*** Data records Section Begins ***
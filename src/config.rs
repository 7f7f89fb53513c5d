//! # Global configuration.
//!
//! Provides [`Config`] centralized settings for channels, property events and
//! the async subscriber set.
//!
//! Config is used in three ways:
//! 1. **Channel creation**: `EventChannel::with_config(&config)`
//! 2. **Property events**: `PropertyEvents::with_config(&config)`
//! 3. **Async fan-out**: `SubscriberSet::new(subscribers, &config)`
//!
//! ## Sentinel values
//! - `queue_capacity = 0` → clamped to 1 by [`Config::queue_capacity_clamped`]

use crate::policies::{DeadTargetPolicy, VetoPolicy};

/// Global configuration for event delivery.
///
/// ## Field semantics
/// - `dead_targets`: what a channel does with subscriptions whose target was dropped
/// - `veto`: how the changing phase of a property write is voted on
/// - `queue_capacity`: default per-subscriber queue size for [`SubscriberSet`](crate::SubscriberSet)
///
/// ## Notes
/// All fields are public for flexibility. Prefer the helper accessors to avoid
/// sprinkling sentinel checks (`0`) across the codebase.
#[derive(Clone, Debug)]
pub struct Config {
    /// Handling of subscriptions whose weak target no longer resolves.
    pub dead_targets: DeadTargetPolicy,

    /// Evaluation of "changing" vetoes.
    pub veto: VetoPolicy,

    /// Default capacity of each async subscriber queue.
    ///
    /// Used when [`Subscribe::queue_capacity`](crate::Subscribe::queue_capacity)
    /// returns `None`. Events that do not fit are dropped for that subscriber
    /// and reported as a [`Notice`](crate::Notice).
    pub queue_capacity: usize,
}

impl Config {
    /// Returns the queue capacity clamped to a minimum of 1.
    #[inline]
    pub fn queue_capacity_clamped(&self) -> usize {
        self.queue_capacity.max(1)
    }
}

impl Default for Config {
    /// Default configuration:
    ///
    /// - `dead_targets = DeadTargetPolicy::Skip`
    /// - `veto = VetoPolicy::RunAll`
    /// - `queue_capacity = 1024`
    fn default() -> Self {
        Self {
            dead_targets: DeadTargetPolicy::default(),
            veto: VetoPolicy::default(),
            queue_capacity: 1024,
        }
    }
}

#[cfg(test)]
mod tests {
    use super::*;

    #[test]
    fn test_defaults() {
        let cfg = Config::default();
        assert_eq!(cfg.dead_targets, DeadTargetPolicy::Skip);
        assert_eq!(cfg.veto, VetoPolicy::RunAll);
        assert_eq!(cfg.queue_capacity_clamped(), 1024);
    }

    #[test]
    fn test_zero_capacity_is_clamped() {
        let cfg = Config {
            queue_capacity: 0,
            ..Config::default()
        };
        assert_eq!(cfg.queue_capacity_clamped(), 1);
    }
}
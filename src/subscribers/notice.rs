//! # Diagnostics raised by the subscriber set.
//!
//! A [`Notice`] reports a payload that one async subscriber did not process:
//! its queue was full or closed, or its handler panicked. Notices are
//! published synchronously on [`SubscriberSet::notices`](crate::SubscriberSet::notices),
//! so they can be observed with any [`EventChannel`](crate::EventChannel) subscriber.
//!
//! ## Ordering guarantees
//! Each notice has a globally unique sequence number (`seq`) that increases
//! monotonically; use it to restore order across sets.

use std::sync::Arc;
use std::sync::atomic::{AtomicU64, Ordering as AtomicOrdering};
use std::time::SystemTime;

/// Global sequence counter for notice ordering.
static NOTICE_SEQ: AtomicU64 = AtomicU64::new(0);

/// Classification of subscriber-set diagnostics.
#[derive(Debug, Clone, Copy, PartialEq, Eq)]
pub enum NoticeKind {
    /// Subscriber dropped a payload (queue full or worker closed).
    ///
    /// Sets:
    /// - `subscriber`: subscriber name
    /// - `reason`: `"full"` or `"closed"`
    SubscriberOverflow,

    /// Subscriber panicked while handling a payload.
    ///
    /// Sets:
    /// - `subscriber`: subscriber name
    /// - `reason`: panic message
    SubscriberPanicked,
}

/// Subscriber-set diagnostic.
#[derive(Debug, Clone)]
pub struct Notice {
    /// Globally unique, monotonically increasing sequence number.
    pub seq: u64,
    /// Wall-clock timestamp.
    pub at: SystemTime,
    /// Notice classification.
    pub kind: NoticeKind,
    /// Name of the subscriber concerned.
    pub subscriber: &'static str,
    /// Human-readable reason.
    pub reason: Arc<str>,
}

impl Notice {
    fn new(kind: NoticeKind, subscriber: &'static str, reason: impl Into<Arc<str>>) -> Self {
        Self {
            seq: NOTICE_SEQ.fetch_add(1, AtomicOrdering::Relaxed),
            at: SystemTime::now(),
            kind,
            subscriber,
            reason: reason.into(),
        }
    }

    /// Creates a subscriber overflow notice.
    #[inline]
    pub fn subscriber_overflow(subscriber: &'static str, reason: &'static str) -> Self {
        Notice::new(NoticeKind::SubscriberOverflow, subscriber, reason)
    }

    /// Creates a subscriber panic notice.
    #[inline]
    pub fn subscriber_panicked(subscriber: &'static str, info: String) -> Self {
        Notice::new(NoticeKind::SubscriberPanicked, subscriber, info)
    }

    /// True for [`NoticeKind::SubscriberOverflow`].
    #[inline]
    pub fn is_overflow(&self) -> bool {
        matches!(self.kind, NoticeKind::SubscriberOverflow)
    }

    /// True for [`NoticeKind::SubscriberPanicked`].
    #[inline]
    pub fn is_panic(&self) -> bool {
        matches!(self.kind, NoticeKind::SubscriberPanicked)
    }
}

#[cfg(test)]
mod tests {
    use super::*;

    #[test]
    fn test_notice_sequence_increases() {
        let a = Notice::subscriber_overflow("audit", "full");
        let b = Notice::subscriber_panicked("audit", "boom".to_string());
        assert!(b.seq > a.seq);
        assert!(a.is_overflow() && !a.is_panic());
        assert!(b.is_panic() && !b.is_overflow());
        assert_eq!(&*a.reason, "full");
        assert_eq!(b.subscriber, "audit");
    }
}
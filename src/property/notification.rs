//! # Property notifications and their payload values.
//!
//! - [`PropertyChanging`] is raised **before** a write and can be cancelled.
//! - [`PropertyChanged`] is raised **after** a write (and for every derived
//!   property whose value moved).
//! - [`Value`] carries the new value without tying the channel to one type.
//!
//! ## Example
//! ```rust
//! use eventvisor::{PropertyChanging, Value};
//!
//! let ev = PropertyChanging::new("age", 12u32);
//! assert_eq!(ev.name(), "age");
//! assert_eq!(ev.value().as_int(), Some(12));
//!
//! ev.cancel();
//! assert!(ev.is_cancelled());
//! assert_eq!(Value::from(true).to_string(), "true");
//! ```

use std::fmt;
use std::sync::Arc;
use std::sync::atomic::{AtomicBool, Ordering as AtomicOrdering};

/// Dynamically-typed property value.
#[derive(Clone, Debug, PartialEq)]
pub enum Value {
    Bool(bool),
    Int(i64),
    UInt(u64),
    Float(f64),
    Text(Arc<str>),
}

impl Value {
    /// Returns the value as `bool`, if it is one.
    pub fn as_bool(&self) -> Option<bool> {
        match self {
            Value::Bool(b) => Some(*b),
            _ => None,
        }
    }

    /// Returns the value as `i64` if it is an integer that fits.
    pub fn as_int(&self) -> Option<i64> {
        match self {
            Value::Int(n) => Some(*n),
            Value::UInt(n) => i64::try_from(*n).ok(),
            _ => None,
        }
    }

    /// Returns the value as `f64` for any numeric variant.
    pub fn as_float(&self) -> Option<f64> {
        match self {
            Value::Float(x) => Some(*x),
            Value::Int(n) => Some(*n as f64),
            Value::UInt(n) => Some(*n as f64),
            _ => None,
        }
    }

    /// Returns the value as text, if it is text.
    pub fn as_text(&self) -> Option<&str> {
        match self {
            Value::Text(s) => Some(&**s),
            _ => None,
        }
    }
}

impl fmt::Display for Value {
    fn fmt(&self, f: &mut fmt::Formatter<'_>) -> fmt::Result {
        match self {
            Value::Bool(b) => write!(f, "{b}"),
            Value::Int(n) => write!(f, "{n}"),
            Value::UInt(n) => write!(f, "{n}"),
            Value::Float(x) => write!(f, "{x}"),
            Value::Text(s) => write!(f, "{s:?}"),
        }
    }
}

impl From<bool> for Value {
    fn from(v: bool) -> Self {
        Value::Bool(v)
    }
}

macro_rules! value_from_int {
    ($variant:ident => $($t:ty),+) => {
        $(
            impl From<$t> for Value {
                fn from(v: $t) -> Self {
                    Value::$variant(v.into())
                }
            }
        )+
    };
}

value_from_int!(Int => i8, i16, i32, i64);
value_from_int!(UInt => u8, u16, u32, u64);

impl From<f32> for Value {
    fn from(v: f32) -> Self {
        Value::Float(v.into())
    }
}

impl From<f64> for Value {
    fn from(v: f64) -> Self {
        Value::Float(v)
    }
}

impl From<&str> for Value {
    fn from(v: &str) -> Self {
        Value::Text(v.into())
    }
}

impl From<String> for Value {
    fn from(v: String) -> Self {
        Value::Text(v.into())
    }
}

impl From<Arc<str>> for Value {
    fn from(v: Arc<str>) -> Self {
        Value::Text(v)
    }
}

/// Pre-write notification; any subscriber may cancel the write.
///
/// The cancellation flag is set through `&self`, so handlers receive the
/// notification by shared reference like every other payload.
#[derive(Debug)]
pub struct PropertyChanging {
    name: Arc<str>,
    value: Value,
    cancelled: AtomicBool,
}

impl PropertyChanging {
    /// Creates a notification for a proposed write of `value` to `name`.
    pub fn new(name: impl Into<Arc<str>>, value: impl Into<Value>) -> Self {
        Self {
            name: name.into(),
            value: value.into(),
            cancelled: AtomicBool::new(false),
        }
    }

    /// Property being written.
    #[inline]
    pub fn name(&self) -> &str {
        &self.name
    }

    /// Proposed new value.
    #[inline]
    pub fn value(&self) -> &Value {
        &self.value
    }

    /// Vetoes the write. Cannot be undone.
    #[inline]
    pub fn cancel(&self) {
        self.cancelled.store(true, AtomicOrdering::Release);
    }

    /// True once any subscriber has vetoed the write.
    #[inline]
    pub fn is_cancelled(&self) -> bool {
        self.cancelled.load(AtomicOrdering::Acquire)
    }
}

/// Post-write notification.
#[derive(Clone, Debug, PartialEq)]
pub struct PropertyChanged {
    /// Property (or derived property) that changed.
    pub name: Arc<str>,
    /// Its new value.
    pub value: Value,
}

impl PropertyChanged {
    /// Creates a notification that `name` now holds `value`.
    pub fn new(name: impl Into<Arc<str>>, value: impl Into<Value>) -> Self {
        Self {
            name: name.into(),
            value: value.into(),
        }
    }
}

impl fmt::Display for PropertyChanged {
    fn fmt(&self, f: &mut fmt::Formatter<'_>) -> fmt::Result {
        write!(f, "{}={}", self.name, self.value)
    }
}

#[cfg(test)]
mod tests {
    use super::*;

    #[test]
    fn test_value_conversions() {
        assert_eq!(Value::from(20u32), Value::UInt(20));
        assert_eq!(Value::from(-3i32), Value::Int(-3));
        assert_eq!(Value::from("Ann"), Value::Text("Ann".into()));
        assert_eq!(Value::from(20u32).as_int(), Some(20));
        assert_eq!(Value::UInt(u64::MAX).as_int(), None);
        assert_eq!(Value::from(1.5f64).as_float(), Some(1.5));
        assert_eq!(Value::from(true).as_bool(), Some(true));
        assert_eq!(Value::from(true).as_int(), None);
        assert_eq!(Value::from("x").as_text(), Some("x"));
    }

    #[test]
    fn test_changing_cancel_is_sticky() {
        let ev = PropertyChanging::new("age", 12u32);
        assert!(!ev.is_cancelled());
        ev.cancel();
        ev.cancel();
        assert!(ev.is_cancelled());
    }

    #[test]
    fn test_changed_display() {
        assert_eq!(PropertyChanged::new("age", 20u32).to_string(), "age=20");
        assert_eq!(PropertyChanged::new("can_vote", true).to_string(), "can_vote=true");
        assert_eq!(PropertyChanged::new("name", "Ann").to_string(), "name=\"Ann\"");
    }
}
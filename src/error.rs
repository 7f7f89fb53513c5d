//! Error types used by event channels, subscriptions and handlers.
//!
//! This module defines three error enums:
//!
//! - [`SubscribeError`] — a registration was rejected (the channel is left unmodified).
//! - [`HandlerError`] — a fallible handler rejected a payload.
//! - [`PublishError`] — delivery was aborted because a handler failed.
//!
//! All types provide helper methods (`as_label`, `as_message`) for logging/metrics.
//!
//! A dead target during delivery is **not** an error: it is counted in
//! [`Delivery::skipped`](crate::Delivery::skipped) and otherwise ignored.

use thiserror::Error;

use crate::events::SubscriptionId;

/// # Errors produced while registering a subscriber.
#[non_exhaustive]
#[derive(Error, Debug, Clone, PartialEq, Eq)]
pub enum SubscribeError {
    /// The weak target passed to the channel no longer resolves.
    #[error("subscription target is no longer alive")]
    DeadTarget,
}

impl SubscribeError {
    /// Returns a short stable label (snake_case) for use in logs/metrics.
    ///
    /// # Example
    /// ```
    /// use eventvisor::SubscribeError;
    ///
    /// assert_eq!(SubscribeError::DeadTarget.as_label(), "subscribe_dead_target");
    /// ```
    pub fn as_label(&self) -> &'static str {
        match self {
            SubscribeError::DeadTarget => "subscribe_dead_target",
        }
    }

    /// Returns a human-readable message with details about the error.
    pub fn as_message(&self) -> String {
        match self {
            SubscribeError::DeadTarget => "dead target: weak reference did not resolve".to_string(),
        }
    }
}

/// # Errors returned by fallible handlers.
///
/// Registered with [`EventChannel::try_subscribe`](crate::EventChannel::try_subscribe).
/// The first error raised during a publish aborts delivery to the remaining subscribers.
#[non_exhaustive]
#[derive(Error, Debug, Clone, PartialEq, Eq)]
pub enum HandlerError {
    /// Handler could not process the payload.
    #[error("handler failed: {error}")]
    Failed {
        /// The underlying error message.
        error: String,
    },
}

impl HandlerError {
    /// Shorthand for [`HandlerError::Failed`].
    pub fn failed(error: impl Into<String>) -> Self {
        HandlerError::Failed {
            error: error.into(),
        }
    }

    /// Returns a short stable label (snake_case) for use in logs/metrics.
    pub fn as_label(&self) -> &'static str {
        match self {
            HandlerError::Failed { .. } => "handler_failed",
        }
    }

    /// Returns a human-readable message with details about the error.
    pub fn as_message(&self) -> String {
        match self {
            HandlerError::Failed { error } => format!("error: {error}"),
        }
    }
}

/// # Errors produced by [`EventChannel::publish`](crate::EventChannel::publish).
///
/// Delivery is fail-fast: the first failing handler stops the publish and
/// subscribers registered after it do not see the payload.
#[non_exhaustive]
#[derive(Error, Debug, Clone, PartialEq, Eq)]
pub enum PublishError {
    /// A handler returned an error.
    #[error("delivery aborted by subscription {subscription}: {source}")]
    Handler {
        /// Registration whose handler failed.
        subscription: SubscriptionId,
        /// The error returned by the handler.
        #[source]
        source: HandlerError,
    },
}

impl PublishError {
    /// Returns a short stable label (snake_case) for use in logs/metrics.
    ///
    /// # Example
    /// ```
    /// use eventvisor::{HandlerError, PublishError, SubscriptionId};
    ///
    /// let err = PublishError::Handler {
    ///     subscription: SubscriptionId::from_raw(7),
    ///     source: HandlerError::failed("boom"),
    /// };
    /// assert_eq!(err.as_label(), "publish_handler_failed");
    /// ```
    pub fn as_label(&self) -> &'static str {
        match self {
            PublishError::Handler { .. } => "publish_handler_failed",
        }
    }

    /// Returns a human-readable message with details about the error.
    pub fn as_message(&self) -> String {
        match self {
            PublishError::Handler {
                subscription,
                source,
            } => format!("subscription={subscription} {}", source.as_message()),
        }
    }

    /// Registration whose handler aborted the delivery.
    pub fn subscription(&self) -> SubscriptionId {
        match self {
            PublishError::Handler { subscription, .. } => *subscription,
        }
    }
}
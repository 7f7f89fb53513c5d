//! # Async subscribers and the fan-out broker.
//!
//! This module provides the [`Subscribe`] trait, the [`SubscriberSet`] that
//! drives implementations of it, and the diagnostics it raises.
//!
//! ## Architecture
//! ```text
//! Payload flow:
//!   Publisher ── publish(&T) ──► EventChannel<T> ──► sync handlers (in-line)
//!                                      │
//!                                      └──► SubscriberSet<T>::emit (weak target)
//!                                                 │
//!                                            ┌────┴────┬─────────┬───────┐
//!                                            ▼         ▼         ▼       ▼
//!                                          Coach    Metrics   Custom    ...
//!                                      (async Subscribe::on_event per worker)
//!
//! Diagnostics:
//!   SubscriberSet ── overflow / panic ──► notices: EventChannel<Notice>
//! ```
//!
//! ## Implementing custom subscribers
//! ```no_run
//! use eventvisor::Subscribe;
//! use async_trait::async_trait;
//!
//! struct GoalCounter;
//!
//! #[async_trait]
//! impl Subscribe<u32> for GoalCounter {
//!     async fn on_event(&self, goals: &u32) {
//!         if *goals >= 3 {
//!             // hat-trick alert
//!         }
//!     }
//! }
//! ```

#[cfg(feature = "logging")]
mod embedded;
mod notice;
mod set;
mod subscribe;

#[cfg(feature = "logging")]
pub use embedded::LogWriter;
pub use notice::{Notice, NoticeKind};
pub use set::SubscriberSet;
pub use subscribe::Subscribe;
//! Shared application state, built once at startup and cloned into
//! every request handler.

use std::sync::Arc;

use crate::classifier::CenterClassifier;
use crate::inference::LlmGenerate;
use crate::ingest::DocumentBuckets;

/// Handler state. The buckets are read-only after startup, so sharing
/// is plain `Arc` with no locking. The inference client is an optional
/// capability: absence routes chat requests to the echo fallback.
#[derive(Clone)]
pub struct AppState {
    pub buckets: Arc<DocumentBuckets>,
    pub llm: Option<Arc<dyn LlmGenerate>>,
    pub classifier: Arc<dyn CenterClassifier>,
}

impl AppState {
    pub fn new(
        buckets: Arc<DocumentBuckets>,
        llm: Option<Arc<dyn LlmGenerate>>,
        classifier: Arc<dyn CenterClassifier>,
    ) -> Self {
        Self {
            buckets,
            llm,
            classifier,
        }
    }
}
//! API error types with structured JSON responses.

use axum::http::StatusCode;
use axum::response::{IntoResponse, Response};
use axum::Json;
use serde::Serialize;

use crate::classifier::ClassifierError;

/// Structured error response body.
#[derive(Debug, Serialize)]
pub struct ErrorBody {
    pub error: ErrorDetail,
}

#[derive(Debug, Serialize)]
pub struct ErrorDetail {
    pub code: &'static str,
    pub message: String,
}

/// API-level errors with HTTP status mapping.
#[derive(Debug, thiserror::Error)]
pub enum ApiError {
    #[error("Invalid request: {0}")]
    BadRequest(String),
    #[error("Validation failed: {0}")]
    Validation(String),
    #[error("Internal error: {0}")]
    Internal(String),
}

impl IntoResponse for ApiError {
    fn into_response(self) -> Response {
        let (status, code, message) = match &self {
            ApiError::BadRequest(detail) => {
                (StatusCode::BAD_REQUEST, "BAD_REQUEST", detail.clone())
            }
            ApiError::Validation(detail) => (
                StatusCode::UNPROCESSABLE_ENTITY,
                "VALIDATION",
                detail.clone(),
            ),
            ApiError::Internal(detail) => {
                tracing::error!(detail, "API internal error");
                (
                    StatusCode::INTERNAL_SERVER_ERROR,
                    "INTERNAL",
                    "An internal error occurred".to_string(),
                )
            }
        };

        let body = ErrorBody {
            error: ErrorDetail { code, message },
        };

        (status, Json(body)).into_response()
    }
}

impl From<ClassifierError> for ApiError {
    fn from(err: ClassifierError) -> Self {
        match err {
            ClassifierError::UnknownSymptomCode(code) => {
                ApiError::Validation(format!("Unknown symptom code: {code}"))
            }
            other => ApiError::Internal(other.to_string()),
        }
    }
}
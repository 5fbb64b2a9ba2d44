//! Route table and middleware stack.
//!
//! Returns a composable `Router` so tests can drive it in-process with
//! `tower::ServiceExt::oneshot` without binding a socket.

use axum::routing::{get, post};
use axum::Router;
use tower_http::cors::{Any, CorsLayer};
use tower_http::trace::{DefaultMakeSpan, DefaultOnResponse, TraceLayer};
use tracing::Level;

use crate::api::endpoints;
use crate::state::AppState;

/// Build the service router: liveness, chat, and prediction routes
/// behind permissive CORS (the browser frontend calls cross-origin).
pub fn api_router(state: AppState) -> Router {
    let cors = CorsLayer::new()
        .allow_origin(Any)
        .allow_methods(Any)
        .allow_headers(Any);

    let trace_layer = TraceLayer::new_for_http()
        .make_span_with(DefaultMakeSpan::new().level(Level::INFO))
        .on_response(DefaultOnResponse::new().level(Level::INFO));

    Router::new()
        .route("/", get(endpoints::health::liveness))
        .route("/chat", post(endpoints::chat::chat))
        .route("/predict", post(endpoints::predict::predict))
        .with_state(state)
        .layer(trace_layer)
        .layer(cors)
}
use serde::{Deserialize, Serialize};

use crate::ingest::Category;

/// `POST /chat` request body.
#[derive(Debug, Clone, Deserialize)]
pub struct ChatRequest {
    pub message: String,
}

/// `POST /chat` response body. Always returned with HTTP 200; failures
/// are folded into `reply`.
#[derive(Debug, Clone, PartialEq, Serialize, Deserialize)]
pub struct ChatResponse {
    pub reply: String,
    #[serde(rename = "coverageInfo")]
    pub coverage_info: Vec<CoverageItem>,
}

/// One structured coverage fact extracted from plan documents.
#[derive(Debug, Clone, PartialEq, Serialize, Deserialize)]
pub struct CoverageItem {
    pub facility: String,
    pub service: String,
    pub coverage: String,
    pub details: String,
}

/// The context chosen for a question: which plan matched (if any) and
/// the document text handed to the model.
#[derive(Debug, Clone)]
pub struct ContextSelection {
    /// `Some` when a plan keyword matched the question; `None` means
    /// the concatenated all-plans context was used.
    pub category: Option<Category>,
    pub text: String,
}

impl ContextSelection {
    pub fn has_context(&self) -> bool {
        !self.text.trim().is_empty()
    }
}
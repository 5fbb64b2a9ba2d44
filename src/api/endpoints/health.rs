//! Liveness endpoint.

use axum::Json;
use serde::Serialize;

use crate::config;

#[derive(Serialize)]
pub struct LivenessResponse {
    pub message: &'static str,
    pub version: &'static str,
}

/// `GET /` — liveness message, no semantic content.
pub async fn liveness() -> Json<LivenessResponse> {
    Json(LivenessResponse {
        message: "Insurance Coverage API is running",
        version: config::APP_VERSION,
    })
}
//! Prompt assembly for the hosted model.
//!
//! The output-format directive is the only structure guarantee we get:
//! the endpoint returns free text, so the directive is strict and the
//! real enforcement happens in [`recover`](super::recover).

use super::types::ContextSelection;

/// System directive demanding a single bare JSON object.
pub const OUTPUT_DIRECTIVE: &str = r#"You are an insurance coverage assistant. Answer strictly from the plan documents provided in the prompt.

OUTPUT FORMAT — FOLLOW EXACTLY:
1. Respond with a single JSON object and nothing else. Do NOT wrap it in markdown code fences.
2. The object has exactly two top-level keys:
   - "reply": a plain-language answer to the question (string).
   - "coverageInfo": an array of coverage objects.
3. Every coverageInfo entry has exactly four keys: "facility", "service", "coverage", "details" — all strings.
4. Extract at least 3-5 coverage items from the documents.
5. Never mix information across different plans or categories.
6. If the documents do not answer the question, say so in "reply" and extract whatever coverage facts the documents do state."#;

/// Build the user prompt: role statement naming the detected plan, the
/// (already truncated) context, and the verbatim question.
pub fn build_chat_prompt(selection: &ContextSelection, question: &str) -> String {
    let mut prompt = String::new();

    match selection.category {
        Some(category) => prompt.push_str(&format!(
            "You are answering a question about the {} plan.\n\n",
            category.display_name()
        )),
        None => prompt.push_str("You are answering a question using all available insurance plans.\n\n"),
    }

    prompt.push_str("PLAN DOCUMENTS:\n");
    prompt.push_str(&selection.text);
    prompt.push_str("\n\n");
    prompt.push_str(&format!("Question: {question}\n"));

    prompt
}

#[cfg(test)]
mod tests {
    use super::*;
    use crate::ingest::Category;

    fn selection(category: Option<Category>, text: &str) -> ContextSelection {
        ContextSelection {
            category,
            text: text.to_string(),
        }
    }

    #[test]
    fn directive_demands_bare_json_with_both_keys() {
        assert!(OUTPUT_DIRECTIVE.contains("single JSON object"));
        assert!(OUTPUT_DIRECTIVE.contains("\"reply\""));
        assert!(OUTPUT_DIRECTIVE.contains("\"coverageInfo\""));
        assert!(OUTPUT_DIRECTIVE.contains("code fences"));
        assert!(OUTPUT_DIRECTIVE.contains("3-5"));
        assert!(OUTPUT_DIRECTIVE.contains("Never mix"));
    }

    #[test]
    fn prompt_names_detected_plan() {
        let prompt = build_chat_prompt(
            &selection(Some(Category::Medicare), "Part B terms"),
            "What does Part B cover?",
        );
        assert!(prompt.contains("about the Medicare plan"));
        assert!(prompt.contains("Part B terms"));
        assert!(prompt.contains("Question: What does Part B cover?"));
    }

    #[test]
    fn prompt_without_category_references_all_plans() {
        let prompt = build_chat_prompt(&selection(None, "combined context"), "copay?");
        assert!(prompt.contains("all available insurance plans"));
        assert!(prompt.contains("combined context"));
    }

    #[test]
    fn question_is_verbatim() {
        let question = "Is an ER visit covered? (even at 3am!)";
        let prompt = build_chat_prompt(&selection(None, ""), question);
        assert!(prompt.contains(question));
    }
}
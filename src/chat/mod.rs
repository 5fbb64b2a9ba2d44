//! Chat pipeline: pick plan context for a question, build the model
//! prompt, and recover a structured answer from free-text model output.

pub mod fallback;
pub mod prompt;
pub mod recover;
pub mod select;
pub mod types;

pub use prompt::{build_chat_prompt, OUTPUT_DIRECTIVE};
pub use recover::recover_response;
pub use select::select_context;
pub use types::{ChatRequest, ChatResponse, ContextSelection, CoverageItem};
*** Data records Section Ends ***
Wherever the string "HandlerError" occurs in the records above, copy that line.

//! - [`HandlerError`] — a fallible handler rejected a payload.
pub enum HandlerError {
impl HandlerError {
    /// Shorthand for [`HandlerError::Failed`].
        HandlerError::Failed {
            HandlerError::Failed { .. } => "handler_failed",
            HandlerError::Failed { error } => format!("error: {error}"),
        source: HandlerError,
    /// use eventvisor::{HandlerError, PublishError, SubscriptionId};
    ///     source: HandlerError::failed("boom"),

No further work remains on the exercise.